Indiana state lawmakers are expected to spend the next three months working on plans to boost funding for roads and bridges throughout the state. One of the first bills addressing the issue to be introduced during the session that began in mid-January would rely on a mix of new and existing taxes.
State law limits to 1 percent the amount of sales tax on fuel purchases that is routed to the state’s motor vehicle highway account. The account claims about $76.4 million a year from the tax collection for state and local roads.
The account received $726.8 million in fiscal year 2014, according to the legislative services agency.

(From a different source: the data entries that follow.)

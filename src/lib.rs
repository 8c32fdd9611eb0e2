//! # segalloc - A Segregated Free-List Heap Allocator
//!
//! This crate provides a general-purpose heap built directly on the program
//! break (`sbrk`) and anonymous mappings (`mmap`), without delegating to any
//! existing allocator.
//!
//! ## Overview
//!
//! Every block carved from the break is tracked twice: once in an
//! address-ordered list, to find physical neighbours, and, while free, in one
//! of 128 size-class bins, to find a fit:
//!
//! ```text
//!   Break-Extendable Region:
//!
//!   ┌──────────────────────────────────────────────────────────────────────┐
//!   │ ┌────┬──────┐ ┌────┬────────────┐ ┌────┬────┐ ┌────┬──────────────┐  │
//!   │ │ H  │ used │ │ H  │    free    │ │ H  │used│ │ H  │  wilderness  │  │
//!   │ └────┴──────┘ └────┴────────────┘ └────┴────┘ └────┴──────────────┘  │
//!   │    ◄──────────────► ◄──────────────► ◄──────────►               ▲    │
//!   │            address-ordered list (every block)                   │    │
//!   │                                                              Program │
//!   │                                                               Break  │
//!   └──────────────────────────────────────────────────────────────────────┘
//!
//!   Size-Class Bins (free blocks only, ascending by size):
//!
//!   bin   0 [   0 ..  999] ─► 104 ─► 560
//!   bin   1 [1000 .. 1999] ─► (empty)
//!   bin   2 [2000 .. 2999] ─► 2504 ─► 2800
//!   ...
//!   bin 127 [127000 ..   ] ─► 128000 ─► 200048
//! ```
//!
//! Requests above 128000 bytes never touch the break: each one gets its own
//! mapping, which is handed back to the OS as soon as the block is released.
//!
//! ## Crate Structure
//!
//! ```text
//!   segalloc
//!   ├── align         - align! macro (8-byte grid)
//!   ├── config        - alignment, request ceiling, bin geometry
//!   ├── block         - BlockHeader and payload offset arithmetic (internal)
//!   ├── address_list  - address-ordered block list, tail = wilderness (internal)
//!   ├── bins          - size classes and sorted free lists (internal)
//!   ├── large         - mapped large-block path (internal)
//!   ├── source        - HeapSource: SystemSource, ReservedSource
//!   ├── stats         - HeapStats counters
//!   ├── heap          - Heap engine, audit
//!   ├── error         - HeapError, IntegrityError
//!   └── global        - SpinLockedHeap GlobalAlloc adapter (feature "global")
//! ```
//!
//! ## Quick Start
//!
//! ```rust,ignore
//! use segalloc::Heap;
//!
//! fn main() {
//!     let mut heap = Heap::new();
//!
//!     let ptr = heap.allocate(100) as *mut u64;
//!     unsafe {
//!         *ptr = 42;
//!         let ptr = heap.reallocate(ptr as *mut u8, 5000);
//!         heap.release(ptr);
//!     }
//!
//!     assert_eq!(heap.free_blocks(), 1);
//! }
//! ```
//!
//! ## How It Works
//!
//! ```text
//!   allocate(size):
//!
//!   size == 0 or > 1e8 ──► null
//!          │
//!          ▼ round up to 8
//!   size > 128000 ──► mmap(header + size)
//!          │
//!          ▼
//!   bins[class(size)..128] ──hit──► occupy, split off surplus
//!          │ miss
//!          ▼
//!   wilderness free? ──yes──► sbrk(size - wilderness.size), occupy
//!          │ no
//!          ▼
//!   sbrk(header + size) ──► new wilderness
//! ```
//!
//! Releasing a block files it in its bin and merges it with free neighbours,
//! so no two adjacent blocks are ever both free. Reallocation tries, in
//! order: shrinking in place, absorbing the left, right or both free
//! neighbours, extending the wilderness, and finally moving to a new block.
//!
//! Every payload is preceded by its header:
//!
//! ```text
//!   ┌───────────────────────┬────────────────────────────────┐
//!   │    BlockHeader        │         User Data              │
//!   │  size, is_free,       │                                │
//!   │  mapped,              │     size bytes usable          │
//!   │  addr_prev/addr_next, │     (multiple of 8)            │
//!   │  bin_prev/bin_next    │                                │
//!   │      48 bytes         │                                │
//!   └───────────────────────┴────────────────────────────────┘
//!                           ▲
//!                           └── Pointer returned to user
//! ```
//!
//! ## Limitations
//!
//! - **Single-threaded**: a `Heap` must not be shared; `SpinLockedHeap`
//!   serializes callers when one is needed
//! - **8-byte alignment only**: stricter layouts are refused
//! - **The break never shrinks**: released resident blocks are kept for reuse
//! - **Unix-only**: requires `libc`, `sbrk` and `mmap`
//!
//! ## Safety
//!
//! Releasing or reallocating trusts the caller's pointer: it must be one this
//! heap handed out and still live. Freeing a pointer twice is tolerated only
//! while its block has not been reused or merged away.

pub mod align;
pub mod config;

mod address_list;
mod bins;
mod block;
mod error;
mod heap;
mod large;
mod source;
mod stats;

#[cfg(feature = "global")]
mod global;

pub use error::{HeapError, IntegrityError};
pub use heap::Heap;
pub use source::{HeapSource, ReservedSource, SystemSource};
pub use stats::HeapStats;

#[cfg(feature = "global")]
pub use global::SpinLockedHeap;
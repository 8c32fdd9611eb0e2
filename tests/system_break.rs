/*
 * system_break.rs
 *
 * heaps backed by the real program break.
 * the break is process-wide, so every test here holds BREAK for its whole
 * body and asserts nothing about where foreign allocations leave it.
 */

use std::{
  ptr::{self, NonNull},
  sync::Mutex,
};

use segalloc::{Heap, HeapSource, SystemSource};

static BREAK: Mutex<()> = Mutex::new(());

fn current_break() -> usize {
  SystemSource.current_break() as usize
}

#[test]
fn test_allocations_live_below_the_break() {
  let _guard = BREAK.lock().unwrap();
  let mut heap = Heap::new();

  let p = heap.allocate(100);
  assert!(!p.is_null());
  assert_eq!(p as usize % 8, 0);
  assert!(p as usize + 104 <= current_break());

  unsafe {
    ptr::write_bytes(p, 0x5A, 100);

    let grown = heap.reallocate(p, 4000);
    assert!(!grown.is_null());
    assert!(std::slice::from_raw_parts(grown, 100).iter().all(|&b| b == 0x5A));
    assert!(heap.usable_size(NonNull::new(grown).unwrap()) >= 4000);

    heap.release(grown);
  }

  assert_eq!(heap.audit(), Ok(()));
  assert!(heap.free_bytes() <= heap.allocated_bytes());
}

#[test]
fn test_large_blocks_bypass_the_break() {
  let _guard = BREAK.lock().unwrap();
  let mut heap = Heap::new();

  let p = heap.zero_allocate(1, 500_000);
  assert!(!p.is_null());

  let stats = heap.stats();
  assert_eq!(stats.mapped_blocks, 1);
  assert_eq!(stats.mapped_bytes, 500_000);
  assert_eq!(stats.allocated_blocks, 1);

  unsafe {
    assert!(std::slice::from_raw_parts(p, 500_000).iter().all(|&b| b == 0));
    heap.release(p);
  }

  assert_eq!(heap.stats(), Default::default());
  assert_eq!(heap.audit(), Ok(()));
}

#[test]
fn test_reuse_after_release() {
  let _guard = BREAK.lock().unwrap();
  let mut heap = Heap::new();

  let a = heap.allocate(2_500);
  let _b = heap.allocate(64);

  unsafe { heap.release(a) };
  let again = heap.allocate(2_000);

  assert_eq!(again, a);
  assert_eq!(heap.audit(), Ok(()));
}

#[cfg(feature = "global")]
#[test]
fn test_spin_locked_heap_on_the_break() {
  use std::alloc::{GlobalAlloc, Layout};

  use segalloc::SpinLockedHeap;

  let _guard = BREAK.lock().unwrap();
  let heap = SpinLockedHeap::new();

  unsafe {
    let layout = Layout::array::<u32>(256).unwrap();
    let p = heap.alloc(layout) as *mut u32;
    assert!(!p.is_null());

    for i in 0..256 {
      p.add(i).write(i as u32);
    }
    for i in 0..256 {
      assert_eq!(*p.add(i), i as u32);
    }

    heap.dealloc(p as *mut u8, layout);
  }

  assert_eq!(heap.stats().free_blocks, 1);
  assert_eq!(heap.lock().audit(), Ok(()));
}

Rep. Timothy Wesco, R-Osceola, has offered a bill that would increase the amount of sales tax collected on gas and diesel that is applied to roads by about $75 million annually to about $150 million per year. Specifically, HB1227 would double the amount applied to roads from 1 percent to 2 percent. In return, the state General Fund would take the loss.
The push for more money to be applied to roads and bridges comes as state lawmakers have been unable to come up with funding sources as Indiana’s “Major Moves” initiative comes to an end. State officials have said that something must be done because money remaining from then-Gov. Mitch Daniels’ $3.85 billion lease of the Indiana Toll Road is mostly spent or due to be spent for specific projects.
As a result, Indiana must again rely mainly on the state’s 18-cent-per-gallon gas tax and 16-cent-per-gallon diesel tax to get needed transportation work done.
To make matters worse, state officials point out that more fuel efficient vehicles and changing driving habits combined with increased costs of building roads continues to widen the funding gap.
A “blue ribbon” panel created by Gov. Mike Pence was responsible for coming up with solutions to reverse course on transportation funding. The 23-member, statewide panel made up of public and private officials unveiled its recommendations during the fall to upgrade the state’s roads and bridges. Among the options touted is indexing the state’s fuel tax to increase with inflation.
Another component of Wesco’s bill would help shrink the funding gap by indexing the gas and diesel tax rates for inflation beginning in 2018.
The fuel tax indexing is expected to raise revenue by $14 million each year.
A separate bill of note would raise revenue to help repair travel plazas along the Indiana Toll Road.
Rep. Tom Dermody, R-LaPorte, introduced a bill to authorize the counties of Elkhart, LaGrange, LaPorte, Porter and Steuben to adopt a food and beverage tax. Specifically, HB1543 could result in the attachment of a 1 percent tax on all food and beverage sales at the roadway’s 10 travel plazas.
According to state estimates, the tax could raise up to $180,000 annually to assist in facility upkeep.
Dermody’s bill and Wesco’s bill await consideration in the House Ways and Means Committee.